### DATA IN THIS EXERCISE
- - -

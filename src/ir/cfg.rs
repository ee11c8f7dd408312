/// CFG traversals and dominance
///
/// Dominators follow the iterative fixed-point of "A Simple, Fast
/// Dominance Algorithm" (Cooper, Harvey, Kennedy): processed in
/// reverse post-order, `intersect` walks two fingers up the idom
/// chain toward higher post-order numbers until they meet. The
/// dominance frontier comes from the same paper's runner walk.

use super::{BlockId, Function};
use std::collections::{BTreeSet, HashMap};

#[derive(Debug, Clone, Copy, PartialEq, Eq)]
pub enum DfsOrder {
    Preorder,
    Postorder,
    ReversePostorder,
}

/// DFS over reachable blocks. A post-order pass (also the tail of a
/// reverse-post-order request) writes post-order numbers back into
/// the blocks.
pub fn traversal(func: &mut Function, order: DfsOrder) -> Vec<BlockId> {
    let root = match func.cfg_root() {
        Some(root) => root,
        None => return Vec::new(),
    };

    let mut visited = vec![false; func.blocks_len()];
    let mut preorder = Vec::new();
    let mut postorder = Vec::new();

    // iterative DFS keeping successor order
    let mut stack: Vec<(BlockId, usize)> = vec![(root, 0)];
    visited[root.index()] = true;
    preorder.push(root);

    while let Some(&(block, next_succ)) = stack.last() {
        let succs = &func.block(block).succs;
        if next_succ < succs.len() {
            let succ = succs[next_succ];
            stack.last_mut().expect("non-empty stack").1 += 1;
            if !visited[succ.index()] {
                visited[succ.index()] = true;
                preorder.push(succ);
                stack.push((succ, 0));
            }
        } else {
            postorder.push(block);
            stack.pop();
        }
    }

    match order {
        DfsOrder::Preorder => preorder,
        DfsOrder::Postorder | DfsOrder::ReversePostorder => {
            for (num, &block) in postorder.iter().enumerate() {
                func.block_mut(block).postorder = num as i32;
            }
            if order == DfsOrder::Postorder {
                postorder
            } else {
                postorder.reverse();
                postorder
            }
        }
    }
}

/// In-order traversal: every (block, successor) edge in DFS order,
/// each block expanded once.
pub fn edge_traversal(func: &mut Function) -> Vec<(BlockId, BlockId)> {
    let mut edges = Vec::new();
    for block in traversal(func, DfsOrder::Preorder) {
        for &succ in &func.block(block).succs {
            edges.push((block, succ));
        }
    }
    edges
}

// ---------------------------------------------------------------------------
// Dominance
// ---------------------------------------------------------------------------

#[derive(Debug, Default)]
pub struct DominanceInfo {
    /// Immediate dominator of every reachable block; the root maps to
    /// itself.
    idom: HashMap<BlockId, BlockId>,
    tree: HashMap<BlockId, Vec<BlockId>>,
    frontier: HashMap<BlockId, BTreeSet<BlockId>>,
}

impl DominanceInfo {
    pub fn idom(&self, block: BlockId) -> Option<BlockId> {
        self.idom.get(&block).copied()
    }

    pub fn dominance(&self) -> &HashMap<BlockId, BlockId> {
        &self.idom
    }

    /// Children in the dominator tree.
    pub fn dominated_by(&self, block: BlockId) -> &[BlockId] {
        self.tree.get(&block).map_or(&[], |v| v.as_slice())
    }

    pub fn frontier(&self, block: BlockId) -> Option<&BTreeSet<BlockId>> {
        self.frontier.get(&block)
    }

    /// `dominator` (possibly transitively) dominates `dominatee`.
    pub fn dominate(&self, dominator: BlockId, dominatee: BlockId) -> bool {
        if dominator == dominatee {
            return true;
        }
        let mut stack = vec![dominator];
        while let Some(block) = stack.pop() {
            for &child in self.dominated_by(block) {
                if child == dominatee {
                    return true;
                }
                stack.push(child);
            }
        }
        false
    }
}

pub fn dominance(func: &mut Function) -> DominanceInfo {
    let root = func.cfg_root().expect("dominance over an empty CFG");
    let mut rpo = traversal(func, DfsOrder::ReversePostorder);
    rpo.retain(|&b| b != root);

    let mut info = DominanceInfo::default();
    info.idom.insert(root, root);

    let mut changed = true;
    while changed {
        changed = false;
        for &block in &rpo {
            let preds = &func.block(block).preds;

            let mut new_idom = match preds.iter().find(|p| info.idom.contains_key(p)) {
                Some(&p) => p,
                None => continue,
            };
            for &pred in preds {
                if pred != new_idom && info.idom.contains_key(&pred) {
                    new_idom = intersect(func, &info, pred, new_idom);
                }
            }

            if info.idom.get(&block) != Some(&new_idom) {
                info.idom.insert(block, new_idom);
                changed = true;
            }
        }
    }

    dominator_tree(root, &mut info);
    dominance_frontier(func, &mut info);
    info
}

/// Walk both fingers toward higher post-order numbers until they meet.
fn intersect(func: &Function, info: &DominanceInfo, b1: BlockId, b2: BlockId) -> BlockId {
    let mut finger1 = b1;
    let mut finger2 = b2;

    while func.block(finger1).postorder != func.block(finger2).postorder {
        while func.block(finger1).postorder < func.block(finger2).postorder {
            finger1 = info.idom[&finger1];
        }
        while func.block(finger2).postorder < func.block(finger1).postorder {
            finger2 = info.idom[&finger2];
        }
    }
    finger1
}

/// The dominator tree is the inverted idom map.
fn dominator_tree(root: BlockId, info: &mut DominanceInfo) {
    for (&block, &dom) in &info.idom {
        if block != root || dom != root {
            info.tree.entry(dom).or_default().push(block);
        }
    }
    if let Some(children) = info.tree.get_mut(&root) {
        children.retain(|&b| b != root);
        children.sort();
    }
    for children in info.tree.values_mut() {
        children.sort();
    }
}

fn dominance_frontier(func: &Function, info: &mut DominanceInfo) {
    let joins: Vec<(BlockId, BlockId)> = info
        .idom
        .iter()
        .filter(|(b, _)| func.block(**b).preds.len() >= 2)
        .map(|(&b, &d)| (b, d))
        .collect();

    for (block, idom) in joins {
        for pred in func.block(block).preds.clone() {
            if !info.idom.contains_key(&pred) {
                continue; // unreachable predecessor
            }
            let mut runner = pred;
            while runner != idom {
                info.frontier.entry(runner).or_default().insert(block);
                runner = info.idom[&runner];
            }
        }
    }
}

- - -

### EXERCISE DETAILS
Search the material for "return" and copy each matching line.

### OUTPUT
        None => return Vec::new(),
            return true;
                    return true;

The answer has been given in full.